There are many different versions of mail around. When you go beyond mail -s subject to1@address1 to2@address2



  • With some mailx implementations, e.g. from mailutils on Ubuntu or
    Debian's bsd-mailx, it's easy, because there's an option for that.



    mailx -a 'Content-Type: text/html' -s "Subject" to@address 

  • With the Heirloom mailx, there's no convenient way. One possibility
    to insert arbitrary headers is to set editheaders=1 and use an
    external editor (which can be a script).




    ## Prepare a temporary script that will serve as an editor.

    ## This script will be passed to ed.
    temp_script=$(mktemp)
    cat <<'EOF' >>"$temp_script"
    1a
    Content-Type: text/html
    .
    $r test.html

    w
    q
    EOF
    ## Call mailx, and tell it to invoke the editor script
    EDITOR="ed -s $temp_script" heirloom-mailx -S editheaders=1 -s "Subject" to@address <~e
    .
    EOF
    rm -f "$temp_script"


  • With a general POSIX mailx, I don't know how to get at headers.

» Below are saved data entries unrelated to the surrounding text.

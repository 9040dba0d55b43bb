//! Per-render temporary file scope.
//!
//! Every artifact a render writes to disk (subtitle track, extracted
//! sticker images, probe frames) is allocated through a [`TempScope`].
//! The scope owns a unique-suffixed directory and a registry of the paths it
//! handed out; [`TempScope::cleanup`] drains both, and `Drop` runs the same
//! drain so error returns and dropped (cancelled) futures are covered too.

use std::path::{Path, PathBuf};

use crate::error::{ReelcutError, ReelcutResult};

/// Scoped registry of temporary files for a single render.
#[derive(Debug)]
pub struct TempScope {
    dir: Option<tempfile::TempDir>,
    root: PathBuf,
    files: Vec<PathBuf>,
    next_id: u32,
}

impl TempScope {
    /// Create a scope under the system temp directory.
    pub fn new() -> ReelcutResult<Self> {
        Self::new_in(std::env::temp_dir())
    }

    /// Create a scope under `parent`, which must exist.
    pub fn new_in(parent: impl AsRef<Path>) -> ReelcutResult<Self> {
        let dir = tempfile::Builder::new()
            .prefix("reelcut-render-")
            .tempdir_in(parent.as_ref())?;
        let root = dir.path().to_path_buf();
        tracing::debug!(root = %root.display(), "Allocated render temp scope");
        Ok(Self {
            dir: Some(dir),
            root,
            files: Vec::new(),
            next_id: 0,
        })
    }

    /// Directory that holds this scope's files.
    pub fn root(&self) -> &Path {
        &self.root
    }

    /// Reserve a fresh path inside the scope and register it for removal.
    ///
    /// The file itself is not created.
    pub fn allocate(&mut self, stem: &str, extension: &str) -> PathBuf {
        let path = self
            .root
            .join(format!("{stem}-{:03}.{extension}", self.next_id));
        self.next_id += 1;
        self.files.push(path.clone());
        path
    }

    /// Write `contents` to a freshly allocated path.
    pub fn write(
        &mut self,
        stem: &str,
        extension: &str,
        contents: impl AsRef<[u8]>,
    ) -> ReelcutResult<PathBuf> {
        let path = self.allocate(stem, extension);
        std::fs::write(&path, contents)?;
        Ok(path)
    }

    /// Paths registered so far.
    pub fn registered(&self) -> &[PathBuf] {
        &self.files
    }

    /// Remove every registered file and the scope directory.
    ///
    /// Failures are logged and never returned. Calling this twice is a no-op.
    pub fn cleanup(&mut self) {
        for path in self.files.drain(..) {
            if let Err(source) = remove_if_present(&path) {
                let err = ReelcutError::Cleanup { path, source };
                tracing::warn!(error = %err, "Temp cleanup failed");
            }
        }

        if let Some(dir) = self.dir.take() {
            let root = dir.path().to_path_buf();
            if let Err(source) = dir.close() {
                let err = ReelcutError::Cleanup { path: root, source };
                tracing::warn!(error = %err, "Temp scope removal failed");
            }
        }
    }
}

impl Drop for TempScope {
    fn drop(&mut self) {
        self.cleanup();
    }
}

fn remove_if_present(path: &Path) -> std::io::Result<()> {
    match std::fs::remove_file(path) {
        Ok(()) => Ok(()),
        Err(e) if e.kind() == std::io::ErrorKind::NotFound => Ok(()),
        Err(e) => Err(e),
    }
}

#[cfg(test)]
mod tests {
    use super::*;

    #[test]
    fn test_allocated_paths_are_unique() {
        let parent = tempfile::tempdir().unwrap();
        let mut scope = TempScope::new_in(parent.path()).unwrap();
        let a = scope.allocate("frame", "jpg");
        let b = scope.allocate("frame", "jpg");
        assert_ne!(a, b);
        assert!(a.starts_with(scope.root()));
    }

    #[test]
    fn test_cleanup_removes_written_and_unwritten_files() {
        let parent = tempfile::tempdir().unwrap();
        let mut scope = TempScope::new_in(parent.path()).unwrap();
        let written = scope.write("captions", "ass", "[Script Info]").unwrap();
        let reserved = scope.allocate("frame", "jpg");
        assert!(written.exists());

        scope.cleanup();
        assert!(!written.exists());
        assert!(!reserved.exists());
        assert_eq!(std::fs::read_dir(parent.path()).unwrap().count(), 0);
    }

    #[test]
    fn test_drop_drains_scope() {
        let parent = tempfile::tempdir().unwrap();
        let written = {
            let mut scope = TempScope::new_in(parent.path()).unwrap();
            scope.write("sticker", "png", [0u8; 8]).unwrap()
        };
        assert!(!written.exists());
        assert_eq!(std::fs::read_dir(parent.path()).unwrap().count(), 0);
    }

    #[test]
    fn test_unregistered_files_in_root_are_removed() {
        let parent = tempfile::tempdir().unwrap();
        let mut scope = TempScope::new_in(parent.path()).unwrap();
        std::fs::write(scope.root().join("stray.log"), "x").unwrap();
        scope.cleanup();
        assert_eq!(std::fs::read_dir(parent.path()).unwrap().count(), 0);
    }
}
//! Render progress reporting.

use serde::Serialize;

/// Percent reached once the source is probed.
pub const PROBED_PERCENT: f64 = 5.0;
/// Percent reported when subject location starts.
pub const LOCATING_PERCENT: f64 = 7.0;
/// Percent reached once the program is compiled; encoding starts here.
pub const COMPILED_PERCENT: f64 = 10.0;
/// Encoding never reports beyond this until the output is confirmed.
pub const ENCODE_CEILING: f64 = 99.0;

/// Progress callback handed to [`crate::Renderer::render`].
pub type ProgressCallback = Box<dyn Fn(RenderProgress) + Send + Sync>;

/// One progress event.
#[derive(Debug, Clone, Copy, PartialEq, Serialize)]
#[serde(rename_all = "camelCase")]
pub struct RenderProgress {
    /// Percent complete, 0 to 100.
    pub percent: f64,
    pub stage: RenderStage,
    /// Estimated seconds remaining, known only while encoding.
    pub eta_secs: Option<f64>,
}

/// Stages of a render.
#[derive(Debug, Clone, Copy, PartialEq, Eq, Serialize)]
#[serde(rename_all = "lowercase")]
pub enum RenderStage {
    Preparing,
    Probing,
    Locating,
    Compiling,
    Encoding,
    Complete,
}

/// Forwards events to a callback, dropping any that would move backwards.
pub struct ProgressTracker {
    callback: Option<ProgressCallback>,
    last: Option<f64>,
}

impl ProgressTracker {
    pub fn new(callback: Option<ProgressCallback>) -> Self {
        Self {
            callback,
            last: None,
        }
    }

    /// Report `percent` (clamped to 0..=100). Returns whether the event was
    /// forwarded.
    pub fn report(&mut self, stage: RenderStage, percent: f64, eta_secs: Option<f64>) -> bool {
        let percent = if percent.is_finite() {
            percent.clamp(0.0, 100.0)
        } else {
            return false;
        };
        if self.last.is_some_and(|last| percent <= last) {
            return false;
        }
        self.last = Some(percent);
        if let Some(callback) = &self.callback {
            callback(RenderProgress {
                percent,
                stage,
                eta_secs,
            });
        }
        true
    }

    /// Final 100% event.
    pub fn complete(&mut self) {
        self.report(RenderStage::Complete, 100.0, Some(0.0));
    }
}

/// Accumulated `-progress pipe:1` key/value state.
#[derive(Debug, Default, Clone, Copy)]
pub struct EncodeProgress {
    pub out_time_secs: f64,
    pub complete: bool,
}

impl EncodeProgress {
    pub fn update(&mut self, key: &str, value: &str) {
        match key {
            // Despite the name, out_time_ms is reported in microseconds.
            "out_time_ms" | "out_time_us" => {
                if let Ok(us) = value.parse::<f64>() {
                    self.out_time_secs = us / 1_000_000.0;
                }
            }
            "progress" => {
                self.complete = value == "end";
            }
            _ => {}
        }
    }

    /// Fraction of `expected_secs` encoded so far.
    pub fn ratio(&self, expected_secs: f64) -> f64 {
        if expected_secs <= 0.0 {
            return 0.0;
        }
        (self.out_time_secs / expected_secs).clamp(0.0, 1.0)
    }
}

/// Overall percent for an encode `ratio` in 0..=1.
pub fn encode_percent(ratio: f64) -> f64 {
    let span = ENCODE_CEILING - COMPILED_PERCENT;
    (COMPILED_PERCENT + span * ratio.clamp(0.0, 1.0)).min(ENCODE_CEILING)
}

/// Remaining seconds extrapolated from elapsed time.
pub fn estimate_eta(elapsed_secs: f64, ratio: f64) -> Option<f64> {
    (ratio > 0.0).then(|| ((elapsed_secs / ratio) - elapsed_secs).max(0.0))
}
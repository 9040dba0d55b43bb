//! Reelcut Render Engine
//!
//! Compiles an edit into one encoder program and runs it.
//!
//! # Pipeline Architecture
//!
//! ```text
//! EditSpec ──► ClipSpec (clip-relative times)
//!                 │
//! source ──► probe ──► subject locator ──► subtitle track
//!                 │
//!        ┌────────┴─────────┐
//!   compile_video     compile_audio      (parallel, pure)
//!        └────────┬─────────┘
//!                 ▼
//!          RenderProgram::merge
//!                 │
//!                 ▼
//!        encoder subprocess ──► output.mp4
//! ```
//!
//! Every temp file lives in a per-render [`reelcut_common::TempScope`] that
//! is drained whether the render succeeds, fails, or is cancelled.

pub mod audio;
pub mod compile;
pub mod encoder;
pub mod graph;
pub mod motion;
pub mod probe;
pub mod progress;
pub mod render;
pub mod video;

pub use audio::compile_audio;
pub use compile::{compile_program, source_input, RenderAssets};
pub use encoder::{codec_args, detect_encoder, select_encoder, VideoEncoder};
pub use graph::{
    AudioPad, Filter, FilterGraph, FilterNode, GraphBuilder, MediaInput, PadRef, RenderProgram,
    Stage, StreamKind, VideoPad,
};
pub use probe::{parse_probe_output, probe_media, probe_or_default, MediaProbe};
pub use progress::{ProgressCallback, ProgressTracker, RenderProgress, RenderStage};
pub use render::{cancel_pair, derive_output_path, CancelHandle, CancelSignal, RenderPlan, Renderer};
pub use video::compile_video;
//! Tier chain.

use std::path::{Path, PathBuf};

use async_trait::async_trait;
use reelcut_common::{AppConfig, TempScope};
use reelcut_edit_model::{normalize_regions, LocateMethod, SubjectRegion};

use crate::frame::{extract_still, FrameSample};
use crate::heuristic::HeuristicTier;
use crate::vision::VisionTier;

/// One strategy for finding subjects in a frame.
///
/// Returning `None` (or an empty list) hands control to the next tier.
#[async_trait]
pub trait LocatorTier: Send + Sync {
    fn method(&self) -> LocateMethod;

    /// Whether the tier reads [`FrameSample::still`].
    fn needs_still(&self) -> bool {
        true
    }

    async fn locate(&self, frame: &FrameSample, count: usize) -> Option<Vec<SubjectRegion>>;
}

/// Evenly spaced centers. Always succeeds.
#[derive(Debug, Default, Clone, Copy)]
pub struct CenterFallback;

#[async_trait]
impl LocatorTier for CenterFallback {
    fn method(&self) -> LocateMethod {
        LocateMethod::Fallback
    }

    fn needs_still(&self) -> bool {
        false
    }

    async fn locate(&self, frame: &FrameSample, count: usize) -> Option<Vec<SubjectRegion>> {
        Some(SubjectRegion::evenly_spaced(
            frame.source_width,
            frame.source_height,
            count,
        ))
    }
}

/// Runs tiers in order and stops at the first usable answer.
pub struct SubjectLocator {
    ffmpeg: PathBuf,
    tiers: Vec<Box<dyn LocatorTier>>,
}

impl SubjectLocator {
    /// A locator with no tiers; every call resolves to the center fallback.
    pub fn new(ffmpeg: impl Into<PathBuf>) -> Self {
        Self {
            ffmpeg: ffmpeg.into(),
            tiers: Vec::new(),
        }
    }

    /// Standard chain: vision (when a credential is set), heuristic, center.
    pub fn from_config(config: &AppConfig) -> Self {
        let mut locator = Self::new(&config.render.ffmpeg_path);
        match VisionTier::from_config(&config.vision) {
            Some(vision) => locator = locator.with_tier(Box::new(vision)),
            None => tracing::debug!("No vision credential configured; skipping vision tier"),
        }
        locator
            .with_tier(Box::new(HeuristicTier))
            .with_tier(Box::new(CenterFallback))
    }

    pub fn with_tier(mut self, tier: Box<dyn LocatorTier>) -> Self {
        self.tiers.push(tier);
        self
    }

    /// Methods of the configured tiers, in the order they run.
    pub fn tier_methods(&self) -> Vec<LocateMethod> {
        self.tiers.iter().map(|tier| tier.method()).collect()
    }

    /// Locate `count` subjects in the frame at `frame_time_ms`.
    ///
    /// Never fails: the result always has exactly `count` regions ordered
    /// left to right, in source pixels.
    pub async fn locate(
        &self,
        source: &Path,
        frame_time_ms: u64,
        count: usize,
        source_size: (u32, u32),
        scope: &mut TempScope,
    ) -> Vec<SubjectRegion> {
        let (source_width, source_height) = source_size;
        let mut frame = FrameSample::without_still(source_width, source_height);

        if self.tiers.iter().any(|tier| tier.needs_still()) {
            match extract_still(&self.ffmpeg, source, frame_time_ms, scope).await {
                Ok(still) => frame.still = Some(still),
                Err(e) => tracing::warn!(error = %e, "Still extraction failed; image tiers will be skipped"),
            }
        }

        self.locate_in_frame(&frame, count).await
    }

    /// Run the tier chain over an already sampled frame.
    pub async fn locate_in_frame(&self, frame: &FrameSample, count: usize) -> Vec<SubjectRegion> {
        let count = count.max(1);
        for tier in &self.tiers {
            let method = tier.method();
            if tier.needs_still() && frame.still.is_none() {
                tracing::debug!(tier = method.as_str(), "Skipping tier without a still frame");
                continue;
            }
            match tier.locate(frame, count).await {
                Some(regions) => {
                    if let Some(regions) = normalize_regions(regions, count) {
                        tracing::info!(
                            tier = method.as_str(),
                            count,
                            "Subjects located"
                        );
                        return regions;
                    }
                    tracing::debug!(tier = method.as_str(), "Tier returned no regions");
                }
                None => tracing::debug!(tier = method.as_str(), "Tier failed"),
            }
        }

        tracing::info!(count, "All tiers failed; using center fallback");
        SubjectRegion::evenly_spaced(frame.source_width, frame.source_height, count)
    }
}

If you're going to use any mail or mailx, keep in mind that




  • This isn't portable even within a given Linux distribution. For example, both Ubuntu and Debian have several alternatives for mail and mailx.


  • When composing a message, mail and mailx treats lines beginning with ~ as commands. If you pipe text into mail, you need to arrange for this text not to contain lines beginning with ~.





If you're going to install software anyway, you might as well install something more predictable than mail/Mail/mailx. For example, mutt. With Mutt, you can supply most headers in the input with the -H option, but not Content-Type, which needs to be set via a mutt option.



mutt -e 'set content_type=text/html' -s 'hello' 'to@address' 


Or you can invoke sendmail directly. There are several versions of sendmail out there, but they all support sendmail -t to send a mail in the simplest fashion, reading the list of recipients from the mail. (I think they don't all support Bcc:.) On most systems, sendmail isn't in the usual $PATH, it's in /usr/sbin or /usr/lib.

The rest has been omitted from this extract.